I took a revolver from his hip-pocket, but Joe was not satisfied.
"Search him carefully," said he, and so I discovered another weapon
in a side-pocket. Then I made hasty search in a big closet of the
room, and found a lot of bundles of books and magazines tied with
stout cords. I took the cords, and we bound the "pacifist's" wrists
and ankles, and put a gag in his mouth, and then we felt sure he was
really a pacifist. We carried him to the closet and laid him on the
floor, where a humorous idea came to us. These bundles of magazines
and books were no doubt the ones which the mob had confiscated from
Comrade Abell. Since they were no longer saleable, they might as
well be put to some use, so I gathered armfuls of them and
distributed them over the form of Hamby, until there was no longer a
trace of him visible.
And while I was doing this, I noticed in one corner of the closet,
under the bundles, a wooden box about a foot square. Upon trying to
lift it, I discovered that it weighed several times as much as it
should have weighed if it had contained printed matter. "Here's our
infernal machine," I whispered, and I picked it up gingerly, and
tiptoed out of the room, and back to the kitchen, and down a rear
stairway of the building. I unlocked the door and opened it--and
there, crouching in the shadows alongside the door, just as I
expected, I saw a man.
"Hello!" I whispered.
"Hello!" said he, badly startled.
"Here's something belonging to Hamby. He wants me to give it to you.
Be careful, it's heavy." I deposited the box in his hands, and shut
the door, and turned the lock again, and groped my way upstairs,
chuckling to myself as I imagined the man's plight. He would not
know what to make of this incident, and I had an idea he would not
be able to find out, because he could not leave his post. Nor would
he have much time to figure over the matter; for when I got back to
the light, I looked at my watch, and it lacked just three minutes to
twelve.
I found that Lynch and Old Joe had shut the pacifist in the closet,
and were in the ante-room waiting for me. I whispered that
everything was all right. A moment later we heard a sound in the big
room, and peered in, and saw a door at the far end open--and there
was Carpenter, standing with his white robes gleaming in the light.

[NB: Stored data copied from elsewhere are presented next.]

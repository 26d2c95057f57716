use reqwest::blocking::Client;
use serde_json::{json, Value};

use super::{post_json, CompletionProvider};
use crate::error::ProviderError;
use crate::types::ProviderKind;

pub(super) const ANTHROPIC_ENDPOINT: &str = "https://api.anthropic.com/v1/messages";
const ANTHROPIC_VERSION: &str = "2023-06-01";
const MAX_TOKENS: u32 = 1000;

/// Anthropic Messages API.
pub struct AnthropicProvider {
    client: Client,
    api_key: String,
    endpoint: String,
}

impl AnthropicProvider {
    pub fn new(client: Client, api_key: String, endpoint: String) -> Self {
        Self {
            client,
            api_key,
            endpoint,
        }
    }
}

fn request_body(prompt: &str, model: &str) -> Value {
    json!({
        "model": model,
        "max_tokens": MAX_TOKENS,
        "temperature": 0,
        "messages": [{"role": "user", "content": prompt}],
    })
}

/// Text of the first `text` content block.
fn message_text(body: &Value) -> Result<String, ProviderError> {
    body.get("content")
        .and_then(Value::as_array)
        .and_then(|blocks| {
            blocks
                .iter()
                .find(|b| b.get("type").and_then(Value::as_str) == Some("text"))
        })
        .and_then(|block| block.get("text"))
        .and_then(Value::as_str)
        .map(|s| s.trim().to_string())
        .ok_or_else(|| ProviderError::Shape {
            provider: ProviderKind::Anthropic,
            message: "missing text block in content".to_string(),
        })
}

impl CompletionProvider for AnthropicProvider {
    fn kind(&self) -> ProviderKind {
        ProviderKind::Anthropic
    }

    fn send(&self, prompt: &str, model: &str) -> Result<String, ProviderError> {
        let request = self
            .client
            .post(&self.endpoint)
            .header("x-api-key", &self.api_key)
            .header("anthropic-version", ANTHROPIC_VERSION);
        let body = post_json(self.kind(), request, &request_body(prompt, model))?;
        message_text(&body)
    }
}
//! Shared test harness for crossbench integration tests.
//!
//! Provides:
//! 1. `Workspace` -- a temp directory holding config, dataset and output dir
//! 2. `StubServer` -- a one-response-per-connection HTTP stub standing in for a vendor API

#![allow(dead_code)]

use assert_cmd::Command;
use std::collections::VecDeque;
use std::io::{BufRead, BufReader, Read, Write};
use std::net::{TcpListener, TcpStream};
use std::path::{Path, PathBuf};
use std::sync::{Arc, Mutex};
use std::thread;

// ---------------------------------------------------------------------------
// StubServer
// ---------------------------------------------------------------------------

/// One captured HTTP request: lowercased head plus raw body.
#[derive(Debug, Clone)]
pub struct CapturedRequest {
    pub head: String,
    pub body: String,
}

/// Serves canned `(status, body)` replies in order, one per connection.
/// Once the script runs out every request gets a 500.
pub struct StubServer {
    pub url: String,
    requests: Arc<Mutex<Vec<CapturedRequest>>>,
}

impl StubServer {
    pub fn start(replies: Vec<(u16, String)>) -> Self {
        let listener = TcpListener::bind("127.0.0.1:0").expect("bind stub server");
        let addr = listener.local_addr().expect("stub server address");
        let requests = Arc::new(Mutex::new(Vec::new()));
        let seen = Arc::clone(&requests);

        thread::spawn(move || {
            let mut queue: VecDeque<(u16, String)> = replies.into();
            for stream in listener.incoming() {
                let Ok(mut stream) = stream else { break };
                let Some(request) = read_request(&stream) else {
                    continue;
                };
                seen.lock().unwrap().push(request);
                let (status, payload) = queue
                    .pop_front()
                    .unwrap_or((500, r#"{"error":"script exhausted"}"#.to_string()));
                let reason = if status == 200 { "OK" } else { "Error" };
                let response = format!(
                    "HTTP/1.1 {status} {reason}\r\nContent-Type: application/json\r\nContent-Length: {}\r\nConnection: close\r\n\r\n{payload}",
                    payload.len()
                );
                let _ = stream.write_all(response.as_bytes());
                let _ = stream.flush();
            }
        });

        Self {
            url: format!("http://{addr}/v1/chat"),
            requests,
        }
    }

    pub fn requests(&self) -> Vec<CapturedRequest> {
        self.requests.lock().unwrap().clone()
    }
}

fn read_request(stream: &TcpStream) -> Option<CapturedRequest> {
    let mut reader = BufReader::new(stream.try_clone().ok()?);
    let mut head = String::new();
    let mut content_length = 0usize;
    loop {
        let mut line = String::new();
        if reader.read_line(&mut line).ok()? == 0 {
            break;
        }
        if line == "\r\n" {
            break;
        }
        let lower = line.to_ascii_lowercase();
        if let Some(value) = lower.strip_prefix("content-length:") {
            content_length = value.trim().parse().unwrap_or(0);
        }
        head.push_str(&lower);
    }
    let mut body = vec![0u8; content_length];
    reader.read_exact(&mut body).ok()?;
    Some(CapturedRequest {
        head,
        body: String::from_utf8_lossy(&body).to_string(),
    })
}

/// OpenAI/DeepSeek-shaped reply carrying `content`.
pub fn chat_reply(content: &str) -> (u16, String) {
    let body = serde_json::json!({
        "choices": [{"index": 0, "message": {"role": "assistant", "content": content}}]
    });
    (200, body.to_string())
}

/// Anthropic-shaped reply carrying `text`.
pub fn messages_reply(text: &str) -> (u16, String) {
    let body = serde_json::json!({
        "type": "message",
        "content": [{"type": "text", "text": text}]
    });
    (200, body.to_string())
}

// ---------------------------------------------------------------------------
// Workspace
// ---------------------------------------------------------------------------

/// Temp working directory with `config.json`, `clues.csv` and an `out/` target.
pub struct Workspace {
    dir: tempfile::TempDir,
}

impl Workspace {
    pub fn new() -> Self {
        Self {
            dir: tempfile::TempDir::new().expect("Failed to create temp workspace"),
        }
    }

    pub fn path(&self) -> &Path {
        self.dir.path()
    }

    pub fn config_path(&self) -> PathBuf {
        self.path().join("config.json")
    }

    pub fn dataset_path(&self) -> PathBuf {
        self.path().join("clues.csv")
    }

    pub fn output_dir(&self) -> PathBuf {
        self.path().join("out")
    }

    /// Write a config with no delay, the given batch size and endpoint overrides.
    pub fn write_config(&self, batch_size: usize, endpoints: serde_json::Value) {
        let config = serde_json::json!({
            "rate_limit": 0,
            "batch_size": batch_size,
            "max_rows": null,
            "request_timeout": 10,
            "endpoints": endpoints,
        });
        std::fs::write(self.config_path(), config.to_string()).unwrap();
    }

    /// Write a dataset from `(word, clue)` pairs.
    pub fn write_dataset(&self, rows: &[(&str, &str)]) {
        let mut csv = String::from("Date,Word,Clue,Length\n");
        for (word, clue) in rows {
            csv.push_str(&format!("1/1/2020,{word},\"{clue}\",{}\n", word.chars().count()));
        }
        std::fs::write(self.dataset_path(), csv).unwrap();
    }

    /// Parsed results artifact for `model`.
    pub fn artifact(&self, model: &str) -> serde_json::Value {
        let path = self.output_dir().join(format!("{model}_results.json"));
        let content = std::fs::read_to_string(&path)
            .unwrap_or_else(|e| panic!("missing artifact {}: {e}", path.display()));
        serde_json::from_str(&content).unwrap()
    }

    /// `crossbench` with a scrubbed environment, running inside the workspace.
    pub fn command(&self) -> Command {
        let mut cmd = Command::cargo_bin("crossbench").expect("crossbench binary");
        cmd.current_dir(self.path());
        for var in [
            "OPENAI_API_KEY",
            "ANTHROPIC_API_KEY",
            "DEEPSEEK_API_KEY",
            "MODEL_NAME",
            "HTTP_PROXY",
            "HTTPS_PROXY",
            "ALL_PROXY",
            "http_proxy",
            "https_proxy",
            "all_proxy",
        ] {
            cmd.env_remove(var);
        }
        cmd.env("NO_PROXY", "127.0.0.1,localhost");
        cmd
    }

    /// `crossbench run` for `model` against this workspace's files.
    pub fn run_model(&self, model: &str) -> Command {
        let mut cmd = self.command();
        cmd.arg("run")
            .arg("--model")
            .arg(model)
            .arg("--config")
            .arg(self.config_path())
            .arg("--dataset")
            .arg(self.dataset_path())
            .arg("--output")
            .arg(self.output_dir())
            .arg("--no-progress");
        cmd
    }
}
use reqwest::blocking::Client;
use serde_json::{json, Value};

use super::{chat_completion_text, post_json, CompletionProvider};
use crate::error::ProviderError;
use crate::types::ProviderKind;

pub(super) const OPENAI_ENDPOINT: &str = "https://api.openai.com/v1/chat/completions";
const MAX_TOKENS: u32 = 1000;

/// OpenAI chat completions.
pub struct OpenAiProvider {
    client: Client,
    api_key: String,
    endpoint: String,
}

impl OpenAiProvider {
    pub fn new(client: Client, api_key: String, endpoint: String) -> Self {
        Self {
            client,
            api_key,
            endpoint,
        }
    }
}

fn request_body(prompt: &str, model: &str) -> Value {
    json!({
        "model": model,
        "messages": [{"role": "user", "content": prompt}],
        "temperature": 0,
        "max_tokens": MAX_TOKENS,
    })
}

impl CompletionProvider for OpenAiProvider {
    fn kind(&self) -> ProviderKind {
        ProviderKind::OpenAi
    }

    fn send(&self, prompt: &str, model: &str) -> Result<String, ProviderError> {
        let request = self.client.post(&self.endpoint).bearer_auth(&self.api_key);
        let body = post_json(self.kind(), request, &request_body(prompt, model))?;
        chat_completion_text(self.kind(), &body)
    }
}
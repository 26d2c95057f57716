use crate::error::BatchError;
use crate::types::ClueRecord;

const PROMPT_HEADER: &str = "You are solving a crossword puzzle. Given the clues and their answer lengths, provide the correct words.\n\n";

const PROMPT_INSTRUCTION: &str = "Please provide your answers as a JSON array of strings, in the same order as the clues. Only provide the answer words, with no additional explanation or punctuation.";

/// Render a batch of clues into a single instruction. Pure: the same batch
/// always yields the same text.
pub fn build_prompt(batch: &[ClueRecord]) -> Result<String, BatchError> {
    if batch.is_empty() {
        return Err(BatchError::EmptyBatch);
    }
    let mut prompt = String::from(PROMPT_HEADER);
    for (i, record) in batch.iter().enumerate() {
        prompt.push_str(&format!(
            "{}. Clue: {}\n   Length: {}\n\n",
            i + 1,
            record.clue,
            record.length
        ));
    }
    prompt.push_str(PROMPT_INSTRUCTION);
    Ok(prompt)
}
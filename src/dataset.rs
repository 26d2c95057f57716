//! Dataset loading.
//!
//! Puzzle clue files are Latin-1 encoded. Every byte maps to the code point
//! with the same value, so decoding never fails.

use std::collections::BTreeMap;
use std::path::Path;

use crate::error::DatasetError;
use crate::types::ClueRecord;

const CLUE: &str = "Clue";
const WORD: &str = "Word";
const LENGTH: &str = "Length";

/// Decode Latin-1 bytes into a `String`.
pub fn decode_latin1(bytes: &[u8]) -> String {
    bytes.iter().map(|&b| b as char).collect()
}

/// Load the dataset at `path`, keeping at most `max_rows` records.
pub fn load_dataset(path: &Path, max_rows: Option<usize>) -> Result<Vec<ClueRecord>, DatasetError> {
    let bytes = std::fs::read(path).map_err(|source| DatasetError::Read {
        path: path.to_path_buf(),
        source,
    })?;
    parse_dataset(&decode_latin1(&bytes), max_rows)
}

/// Parse CSV text with a header row into clue records.
pub fn parse_dataset(text: &str, max_rows: Option<usize>) -> Result<Vec<ClueRecord>, DatasetError> {
    let mut reader = csv::ReaderBuilder::new()
        .has_headers(true)
        .flexible(true)
        .from_reader(text.as_bytes());

    let headers = reader
        .headers()
        .map_err(|e| DatasetError::Csv {
            message: e.to_string(),
        })?
        .clone();
    let column = |name: &str| headers.iter().position(|h| h.trim() == name);
    let clue_idx = column(CLUE).ok_or_else(|| DatasetError::MissingColumn {
        column: CLUE.to_string(),
    })?;
    let word_idx = column(WORD).ok_or_else(|| DatasetError::MissingColumn {
        column: WORD.to_string(),
    })?;
    let length_idx = column(LENGTH);

    let limit = max_rows.unwrap_or(usize::MAX);
    let mut records = Vec::new();
    for row in reader.records() {
        if records.len() >= limit {
            break;
        }
        let row = row.map_err(|e| DatasetError::Csv {
            message: e.to_string(),
        })?;
        let field = |idx: usize| row.get(idx).unwrap_or("").to_string();

        let word = field(word_idx);
        // A missing or non-numeric Length falls back to the word's character count.
        let length = length_idx
            .and_then(|idx| row.get(idx))
            .and_then(|s| s.trim().parse::<usize>().ok())
            .unwrap_or_else(|| word.chars().count());

        let extra: BTreeMap<String, String> = headers
            .iter()
            .enumerate()
            .filter(|(idx, _)| *idx != clue_idx && *idx != word_idx && Some(*idx) != length_idx)
            .map(|(idx, name)| (name.to_string(), field(idx)))
            .collect();

        records.push(ClueRecord {
            clue: field(clue_idx),
            word,
            length,
            extra,
        });
    }
    Ok(records)
}
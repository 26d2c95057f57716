//! Collect finished run artifacts for side-by-side comparison.

use std::path::Path;

use crate::types::{EvaluationReport, ProviderKind};

const ARTIFACT_PATTERN: &str = "*_results.json";

/// Headline numbers for one model's artifact.
#[derive(Debug, Clone, PartialEq)]
pub struct ModelSummary {
    pub model: String,
    pub provider: String,
    pub accuracy: f64,
    pub total_questions: usize,
    pub correct_answers: usize,
}

impl ModelSummary {
    pub fn from_report(model: &str, report: &EvaluationReport) -> Self {
        Self {
            model: model.to_string(),
            provider: provider_label(model).to_string(),
            accuracy: report.accuracy,
            total_questions: report.total_questions,
            correct_answers: report.correct_answers,
        }
    }
}

/// Display name of the vendor behind `model`.
pub fn provider_label(model: &str) -> &'static str {
    match ProviderKind::for_model(model) {
        Some(ProviderKind::OpenAi) => "OpenAI",
        Some(ProviderKind::Anthropic) => "Anthropic",
        Some(ProviderKind::DeepSeek) => "DeepSeek",
        None if model.starts_with("deepseek") => "DeepSeek",
        None => "Unknown",
    }
}

/// Load every `*_results.json` in `dir`, best accuracy first. Files that fail
/// to read or parse are reported on stderr and skipped.
pub fn load_results(dir: &Path) -> Result<Vec<ModelSummary>, String> {
    let entries = std::fs::read_dir(dir)
        .map_err(|e| format!("failed to read results directory {}: {e}", dir.display()))?;

    let mut summaries = Vec::new();
    for entry in entries.flatten() {
        let file_name = entry.file_name().to_string_lossy().to_string();
        if !glob_match::glob_match(ARTIFACT_PATTERN, &file_name) {
            continue;
        }
        let Some(model) = file_name.strip_suffix("_results.json") else {
            continue;
        };
        let path = entry.path();
        let report: EvaluationReport = match std::fs::read_to_string(&path)
            .map_err(|e| e.to_string())
            .and_then(|s| serde_json::from_str(&s).map_err(|e| e.to_string()))
        {
            Ok(r) => r,
            Err(e) => {
                eprintln!("crossbench: skipping {}: {e}", path.display());
                continue;
            }
        };
        summaries.push(ModelSummary::from_report(model, &report));
    }

    summaries.sort_by(|a, b| {
        b.accuracy
            .total_cmp(&a.accuracy)
            .then_with(|| a.model.cmp(&b.model))
    });
    Ok(summaries)
}
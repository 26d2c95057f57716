mod cli;
mod output;

fn main() {
    std::process::exit(cli::run());
}
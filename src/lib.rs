pub mod config;
pub mod dataset;
pub mod error;
pub mod evaluator;
pub mod logger;
pub mod normalize;
pub mod prompt;
pub mod provider;
pub mod summary;
pub mod types;
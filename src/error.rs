//! Error types for a benchmark run.
//!
//! Configuration, dataset and persistence errors end the run. Provider and
//! batch errors are contained by the evaluator loop.

use std::path::PathBuf;
use thiserror::Error;

use crate::types::ProviderKind;

/// Missing or malformed configuration; fatal before the first batch.
#[derive(Debug, Error)]
pub enum ConfigError {
    #[error("failed to read config {}: {source}", path.display())]
    Read {
        path: PathBuf,
        source: std::io::Error,
    },

    #[error("failed to parse config {}: {message}", path.display())]
    Parse { path: PathBuf, message: String },

    #[error("unsupported model: {model}")]
    UnsupportedModel { model: String },

    #[error("{var} environment variable not set (required for {provider} models)")]
    MissingCredential {
        provider: ProviderKind,
        var: &'static str,
    },

    #[error("batch size must be a positive integer")]
    InvalidBatchSize,

    #[error("rate_limit must be a non-negative number of seconds, got {value}")]
    InvalidRateLimit { value: f64 },

    #[error("failed to create HTTP client: {message}")]
    HttpClient { message: String },
}

/// The dataset could not be loaded.
#[derive(Debug, Error)]
pub enum DatasetError {
    #[error("failed to read dataset {}: {source}", path.display())]
    Read {
        path: PathBuf,
        source: std::io::Error,
    },

    #[error("malformed dataset: {message}")]
    Csv { message: String },

    #[error("dataset is missing required column '{column}'")]
    MissingColumn { column: String },
}

/// A vendor call failed. Recoverable at batch granularity.
#[derive(Debug, Error)]
pub enum ProviderError {
    #[error("{provider} request failed: {message}")]
    Http {
        provider: ProviderKind,
        message: String,
    },

    #[error("{provider} API returned {status}: {body}")]
    Status {
        provider: ProviderKind,
        status: u16,
        body: String,
    },

    #[error("unexpected {provider} response: {message}")]
    Shape {
        provider: ProviderKind,
        message: String,
    },
}

/// Why a single batch was abandoned.
#[derive(Debug, Error)]
pub enum BatchError {
    #[error("cannot build a prompt for an empty batch")]
    EmptyBatch,

    #[error(transparent)]
    Provider(#[from] ProviderError),
}

/// The results artifact could not be written.
#[derive(Debug, Error)]
pub enum PersistenceError {
    #[error("failed to create output directory {}: {source}", path.display())]
    CreateDir {
        path: PathBuf,
        source: std::io::Error,
    },

    #[error("failed to serialize results: {message}")]
    Serialize { message: String },

    #[error("failed to write {}: {source}", path.display())]
    Write {
        path: PathBuf,
        source: std::io::Error,
    },
}

/// Errors that escape a run.
#[derive(Debug, Error)]
pub enum EvalError {
    #[error(transparent)]
    Config(#[from] ConfigError),

    #[error(transparent)]
    Dataset(#[from] DatasetError),

    #[error(transparent)]
    Persistence(#[from] PersistenceError),
}

impl EvalError {
    /// Process exit code for this failure.
    pub fn exit_code(&self) -> i32 {
        match self {
            EvalError::Config(_) => 2,
            EvalError::Dataset(_) | EvalError::Persistence(_) => 1,
        }
    }
}
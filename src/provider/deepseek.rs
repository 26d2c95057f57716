use reqwest::blocking::Client;
use serde_json::{json, Value};

use super::{chat_completion_text, post_json, CompletionProvider};
use crate::error::ProviderError;
use crate::types::ProviderKind;

pub(super) const DEEPSEEK_ENDPOINT: &str = "https://api.deepseek.com/v1/chat/completions";
/// The reasoner spends output tokens on its chain of thought before answering.
const MAX_TOKENS: u32 = 10000;

/// DeepSeek REST completions (OpenAI-compatible wire format).
pub struct DeepSeekProvider {
    client: Client,
    api_key: String,
    endpoint: String,
}

impl DeepSeekProvider {
    pub fn new(client: Client, api_key: String, endpoint: String) -> Self {
        Self {
            client,
            api_key,
            endpoint,
        }
    }
}

fn request_body(prompt: &str, model: &str) -> Value {
    json!({
        "model": model,
        "messages": [{"role": "user", "content": prompt}],
        "temperature": 0,
        "max_tokens": MAX_TOKENS,
    })
}

impl CompletionProvider for DeepSeekProvider {
    fn kind(&self) -> ProviderKind {
        ProviderKind::DeepSeek
    }

    fn send(&self, prompt: &str, model: &str) -> Result<String, ProviderError> {
        let request = self.client.post(&self.endpoint).bearer_auth(&self.api_key);
        let body = post_json(self.kind(), request, &request_body(prompt, model))?;
        chat_completion_text(self.kind(), &body)
    }
}
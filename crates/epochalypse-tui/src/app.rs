//! Terminal lifecycle and the event loop

use std::cell::RefCell;
use std::io::stdout;
use std::rc::Rc;

use crossterm::event::{self, DisableBracketedPaste, EnableBracketedPaste, Event};
use crossterm::execute;
use ratatui::DefaultTerminal;
use tracing::{debug, info};

use epochalypse_core::{LocalZone, TimeSync};

use crate::config::FormConfig;
use crate::error::AppResult;
use crate::form::{Form, FormEvent, FormSink};
use crate::ui;

/// Whether the loop keeps going after an event
#[derive(Debug, Clone, Copy, PartialEq, Eq)]
pub enum Flow {
    Continue,
    Quit,
}

struct TerminalModeGuard;

impl TerminalModeGuard {
    fn new() -> std::io::Result<Self> {
        execute!(stdout(), EnableBracketedPaste)?;
        Ok(Self)
    }
}

impl Drop for TerminalModeGuard {
    fn drop(&mut self) {
        let _ = execute!(stdout(), DisableBracketedPaste);
    }
}

/// Build the form, wire it to a `TimeSync` on the host zone, and run until the
/// user quits. The terminal is restored on every exit path.
pub fn run(config: FormConfig) -> AppResult<()> {
    let form = Rc::new(RefCell::new(Form::new(&config)));
    let sync = TimeSync::with_system_zone(FormSink::new(form.clone()));
    let local = sync.zone().describe(sync.instant());
    info!(
        unix = sync.instant().as_unix(),
        zone = %local.abbreviation,
        offset = %local.offset,
        "form ready"
    );

    let mut terminal = match ratatui::try_init() {
        Ok(terminal) => terminal,
        Err(e) => {
            ratatui::restore();
            return Err(e.into());
        }
    };
    let result = TerminalModeGuard::new()
        .map_err(Into::into)
        .and_then(|_modes| event_loop(&mut terminal, &form, &sync));
    ratatui::restore();
    info!(updates = sync.updates(), "terminal restored");
    result
}

fn event_loop<Z: LocalZone>(
    terminal: &mut DefaultTerminal,
    form: &RefCell<Form>,
    sync: &TimeSync<Z>,
) -> AppResult<()> {
    loop {
        terminal.draw(|frame| ui::draw(frame, &form.borrow()))?;
        if dispatch(event::read()?, form, sync) == Flow::Quit {
            return Ok(());
        }
    }
}

/// Route one terminal event through the form and into the time model.
///
/// The form borrow ends before `TimeSync` runs, because the sink writes back
/// into the same form.
pub fn dispatch<Z: LocalZone>(event: Event, form: &RefCell<Form>, sync: &TimeSync<Z>) -> Flow {
    let form_event = match event {
        Event::Key(key) => form.borrow_mut().handle_key(key),
        Event::Paste(text) => {
            form.borrow_mut().handle_paste(&text);
            None
        }
        Event::Resize(width, height) => {
            debug!(width, height, "resize");
            None
        }
        _ => None,
    };

    match form_event {
        Some(FormEvent::Commit { field, text }) => {
            let applied = sync.commit(field, &text);
            debug!(%field, applied, "commit");
            Flow::Continue
        }
        Some(FormEvent::Now) => {
            sync.on_now_requested();
            Flow::Continue
        }
        Some(FormEvent::Quit) => Flow::Quit,
        None => Flow::Continue,
    }
}
//! epochalypse - Edit one timestamp as Unix seconds, local time, and UTC
//!
//! Committing any of the three fields recomputes the other two. The Now
//! button jumps to the current time. Ctrl-C quits.
//!
//! Set `EPOCHALYPSE_LOG=/path/to/file` to capture tracing output.

mod app;
mod config;
mod error;
mod form;
mod input;
mod logging;
mod ui;

use tracing::info;

use config::FormConfig;

fn main() -> Result<(), Box<dyn std::error::Error>> {
    if let Some(path) = logging::init()? {
        info!(path = %path.display(), "logging to file");
    }
    info!(version = env!("CARGO_PKG_VERSION"), "starting");

    app::run(FormConfig::default())?;

    info!("exiting");
    Ok(())
}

After a moment I realized that they gleamed even more than was
natural; I perceived once more that strange "aura" which had been
noticed at the mass-meeting; and by means of it I noticed an even
more startling thing. There were drops of sweat on Carpenter's
forehead, as always when he had labored intensely in his soul. This
time I saw that the drops were large, and they were drops of blood!
A trembling seized me. I was awe-stricken before this man--afraid to
go on with what I was doing, and equally afraid to back out. I
remained staring helplessly, and saw him approach the sleeping
figures, and stand looking at them. "Could you not watch with me one
hour?" he said, in his gentle, sad voice; and he put his hand on
Comrade Abell's shoulder, with the words: "The time has come."
Abell started to his feet, and began to apologize. The other said
nothing, but stooped and waked Moneta. And at that moment I heard
the shrill blast of a whistle outside on the street! "There's the
Brigade!" whispered Old Joe.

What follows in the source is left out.